Remoção de espécies nativas preocupa
Mestre em Biologia Vegetal pela Uerj, Henrique Souto diz que se preocupa com a inclusão de espécies nativas entre as árvores cortadas, como a aroeira, a sibipiruna e os ipês.
— Espécies nativas realizam serviços ecossistêmicos que são importantes para a humanidade e o meio ambiente. Essas árvores são chamarizes de insetos polinizadores. A aroeira, se fêmea, vai produzir pimenta e atrair pássaros de longe, pelo cheiro, por exemplo. Elas possibilitam que outras espécies circulem pelo local. Portanto, uma supressão desse nível vai além das 36 árvores e envolve uma gama muito maior de organismos — enfatiza. — A Senna siamea e o algodoeiro-da-praia não são nativos, mas foram naturalizados. Não agem como espécies invasoras, que tiram espaço das nativas.

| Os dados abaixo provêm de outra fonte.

use crate::error::{PipelineError, PipelineResult};
use chrono::NaiveDate;
use serde::{Deserialize, Serialize};
use std::fmt;
use std::str::FromStr;

#[derive(Debug, Clone, PartialEq, Serialize, Deserialize)]
pub struct PriceBar {
    pub date: NaiveDate,
    pub open: f64,
    pub high: f64,
    pub low: f64,
    pub close: f64,
    pub adjusted_close: f64,
    pub volume: f64,
}

/// Daily bars for one instrument in strictly increasing date order.
#[derive(Debug, Clone, PartialEq, Serialize, Deserialize)]
pub struct PriceSeries {
    instrument: String,
    bars: Vec<PriceBar>,
}

impl PriceSeries {
    pub fn new(instrument: impl Into<String>, bars: Vec<PriceBar>) -> PipelineResult<Self> {
        let instrument = instrument.into();
        for pair in bars.windows(2) {
            if pair[1].date <= pair[0].date {
                return Err(PipelineError::MalformedSeries {
                    instrument,
                    detail: format!(
                        "dates must be strictly increasing ({} follows {})",
                        pair[1].date, pair[0].date
                    ),
                });
            }
        }
        Ok(Self { instrument, bars })
    }

    pub fn instrument(&self) -> &str {
        &self.instrument
    }

    pub fn bars(&self) -> &[PriceBar] {
        &self.bars
    }

    pub fn len(&self) -> usize {
        self.bars.len()
    }

    pub fn is_empty(&self) -> bool {
        self.bars.is_empty()
    }

    pub fn closes(&self) -> Vec<f64> {
        self.bars.iter().map(|bar| bar.close).collect()
    }
}

#[derive(Debug, Clone, Copy, PartialEq, Eq, Hash)]
pub enum Column {
    Open,
    High,
    Low,
    Close,
    AdjustedClose,
    Volume,
    TomorrowClose,
    Target,
    CloseRatio(usize),
    TrendCount(usize),
}

/// Raw price columns; never usable as predictors because they leak the label.
pub const RAW_PRICE_COLUMNS: [Column; 6] = [
    Column::Open,
    Column::High,
    Column::Low,
    Column::Close,
    Column::AdjustedClose,
    Column::Volume,
];

impl Column {
    pub fn name(&self) -> String {
        match self {
            Column::Open => "open".to_string(),
            Column::High => "high".to_string(),
            Column::Low => "low".to_string(),
            Column::Close => "close".to_string(),
            Column::AdjustedClose => "adjusted_close".to_string(),
            Column::Volume => "volume".to_string(),
            Column::TomorrowClose => "tomorrow_close".to_string(),
            Column::Target => "target".to_string(),
            Column::CloseRatio(h) => format!("close_ratio_{h}"),
            Column::TrendCount(h) => format!("trend_count_{h}"),
        }
    }

    pub fn is_raw_price(&self) -> bool {
        RAW_PRICE_COLUMNS.contains(self)
    }
}

impl fmt::Display for Column {
    fn fmt(&self, f: &mut fmt::Formatter<'_>) -> fmt::Result {
        f.write_str(&self.name())
    }
}

impl FromStr for Column {
    type Err = PipelineError;

    fn from_str(raw: &str) -> Result<Self, Self::Err> {
        let fixed = match raw {
            "open" => Some(Column::Open),
            "high" => Some(Column::High),
            "low" => Some(Column::Low),
            "close" => Some(Column::Close),
            "adjusted_close" => Some(Column::AdjustedClose),
            "volume" => Some(Column::Volume),
            "tomorrow_close" => Some(Column::TomorrowClose),
            "target" => Some(Column::Target),
            _ => None,
        };
        if let Some(column) = fixed {
            return Ok(column);
        }

        let horizon_of = |prefix: &str| {
            raw.strip_prefix(prefix)
                .and_then(|rest| rest.parse::<usize>().ok())
                .filter(|h| *h > 0)
        };
        if let Some(h) = horizon_of("close_ratio_") {
            return Ok(Column::CloseRatio(h));
        }
        if let Some(h) = horizon_of("trend_count_") {
            return Ok(Column::TrendCount(h));
        }
        Err(PipelineError::UnknownColumn(raw.to_string()))
    }
}

/// Supervised task; decides which column is the label and which one is its leaking twin.
#[derive(Debug, Clone, Copy, PartialEq, Eq, Serialize, Deserialize)]
#[serde(rename_all = "snake_case")]
pub enum Task {
    Classification,
    Regression,
}

impl Task {
    pub fn target_column(&self) -> Column {
        match self {
            Task::Classification => Column::Target,
            Task::Regression => Column::TomorrowClose,
        }
    }

    pub fn complement_column(&self) -> Column {
        match self {
            Task::Classification => Column::TomorrowClose,
            Task::Regression => Column::Target,
        }
    }

    pub fn as_str(&self) -> &'static str {
        match self {
            Task::Classification => "classification",
            Task::Regression => "regression",
        }
    }
}

#[derive(Debug, Clone, PartialEq, Serialize, Deserialize)]
pub struct FeatureRow {
    pub bar: PriceBar,
    pub tomorrow_close: f64,
    pub target: bool,
    /// One entry per table horizon, in table horizon order.
    pub close_ratios: Vec<f64>,
    pub trend_counts: Vec<u32>,
}

/// Engineered table produced by the feature deriver.
#[derive(Debug, Clone, PartialEq, Serialize, Deserialize)]
pub struct FeatureTable {
    instrument: String,
    horizons: Vec<usize>,
    rows: Vec<FeatureRow>,
}

impl FeatureTable {
    pub fn new(instrument: impl Into<String>, horizons: Vec<usize>, rows: Vec<FeatureRow>) -> Self {
        Self {
            instrument: instrument.into(),
            horizons,
            rows,
        }
    }

    pub fn instrument(&self) -> &str {
        &self.instrument
    }

    pub fn horizons(&self) -> &[usize] {
        &self.horizons
    }

    pub fn rows(&self) -> &[FeatureRow] {
        &self.rows
    }

    pub fn len(&self) -> usize {
        self.rows.len()
    }

    pub fn is_empty(&self) -> bool {
        self.rows.is_empty()
    }

    pub fn columns(&self) -> Vec<Column> {
        let mut columns = RAW_PRICE_COLUMNS.to_vec();
        columns.push(Column::TomorrowClose);
        columns.push(Column::Target);
        for &h in &self.horizons {
            columns.push(Column::CloseRatio(h));
            columns.push(Column::TrendCount(h));
        }
        columns
    }

    pub fn column_names(&self) -> Vec<String> {
        self.columns().iter().map(Column::name).collect()
    }

    pub fn has_column(&self, column: Column) -> bool {
        match column {
            Column::CloseRatio(h) | Column::TrendCount(h) => self.horizon_slot(h).is_some(),
            _ => true,
        }
    }

    fn horizon_slot(&self, horizon: usize) -> Option<usize> {
        self.horizons.iter().position(|&h| h == horizon)
    }

    /// Numeric view of one cell; booleans read as 0/1.
    pub fn value(&self, row: &FeatureRow, column: Column) -> Option<f64> {
        let value = match column {
            Column::Open => row.bar.open,
            Column::High => row.bar.high,
            Column::Low => row.bar.low,
            Column::Close => row.bar.close,
            Column::AdjustedClose => row.bar.adjusted_close,
            Column::Volume => row.bar.volume,
            Column::TomorrowClose => row.tomorrow_close,
            Column::Target => {
                if row.target {
                    1.0
                } else {
                    0.0
                }
            }
            Column::CloseRatio(h) => *row.close_ratios.get(self.horizon_slot(h)?)?,
            Column::TrendCount(h) => *row.trend_counts.get(self.horizon_slot(h)?)? as f64,
        };
        Some(value)
    }

    pub fn column_values(&self, column: Column) -> Option<Vec<f64>> {
        if !self.has_column(column) {
            return None;
        }
        self.rows
            .iter()
            .map(|row| self.value(row, column))
            .collect()
    }

    pub fn column_values_by_name(&self, name: &str) -> PipelineResult<Vec<f64>> {
        let column: Column = name.parse()?;
        self.column_values(column)
            .ok_or_else(|| PipelineError::UnknownColumn(name.to_string()))
    }
}

/// Row-major predictor matrix with named columns.
#[derive(Debug, Clone, PartialEq, Default, Serialize, Deserialize)]
pub struct FeatureMatrix {
    pub columns: Vec<String>,
    pub rows: Vec<Vec<f64>>,
}

impl FeatureMatrix {
    pub fn new(columns: Vec<String>, rows: Vec<Vec<f64>>) -> Self {
        Self { columns, rows }
    }

    pub fn n_rows(&self) -> usize {
        self.rows.len()
    }

    pub fn n_features(&self) -> usize {
        self.columns.len()
    }

    pub fn is_empty(&self) -> bool {
        self.rows.is_empty()
    }

    pub fn row(&self, idx: usize) -> &[f64] {
        &self.rows[idx]
    }
}

#[cfg(test)]
mod tests {
    use super::*;

    #[test]
    fn column_names_round_trip_through_from_str() {
        let columns = [
            Column::Open,
            Column::AdjustedClose,
            Column::TomorrowClose,
            Column::Target,
            Column::CloseRatio(30),
            Column::TrendCount(2),
        ];
        for column in columns {
            let parsed: Column = column.name().parse().expect("known column");
            assert_eq!(parsed, column);
        }
        assert!(matches!(
            "close_ratio_0".parse::<Column>(),
            Err(PipelineError::UnknownColumn(_))
        ));
        assert!(matches!(
            "Adj_Close".parse::<Column>(),
            Err(PipelineError::UnknownColumn(_))
        ));
    }

    #[test]
    fn price_series_rejects_duplicate_dates() {
        let date = NaiveDate::from_ymd_opt(2023, 3, 1).unwrap();
        let bar = PriceBar {
            date,
            open: 1.0,
            high: 1.0,
            low: 1.0,
            close: 1.0,
            adjusted_close: 1.0,
            volume: 10.0,
        };
        let result = PriceSeries::new("LYTS", vec![bar.clone(), bar]);
        assert!(matches!(
            result,
            Err(PipelineError::MalformedSeries { ref instrument, .. }) if instrument == "LYTS"
        ));
    }

    #[test]
    fn table_columns_follow_horizon_order() {
        let table = FeatureTable::new("UIS", vec![30, 2], Vec::new());
        let names = table.column_names();
        assert_eq!(names[6], "tomorrow_close");
        assert_eq!(names[7], "target");
        assert_eq!(
            &names[8..],
            &["close_ratio_30", "trend_count_30", "close_ratio_2", "trend_count_2"]
        );
        assert!(table.column_values(Column::CloseRatio(3)).is_none());
    }
}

A FJP informa que exigiu o replantio de 40 mudas de árvores na área do próprio condomínio, de espécies como pau-brasil, farinha-seca, lanterneira e aldrago, o que já está sendo feito, segundo moradores.
— A reposição é um processo desafiador, porque as mudas demoram a crescer e fazer sombra novamente; isso, se elas vingarem. Mas, já que a solução adotada foi essa, o mais interessante seria engajar os moradores desse condomínio, num projeto de divulgação de conhecimento sobre o papel das árvores ali e no qual eles pudessem escolher as espécies e participar do replantio, por exemplo. Isso teria um impacto incrível, porque geraria um outro movimento por parte dos moradores, que poderiam falar sobre esse assunto de forma positiva — sugere Souto. — O que não pode faltar no momento é consciência ambiental. As árvores são importantíssimas para amenizar os efeitos das ondas de calor que têm sido frequentes, além de regularem o fluxo de água, contribuindo para as chuvas ao ajudar na formação de nuvens.
Questionada sobre as críticas, a Agrorio não respondeu até o fechamento desta reportagem.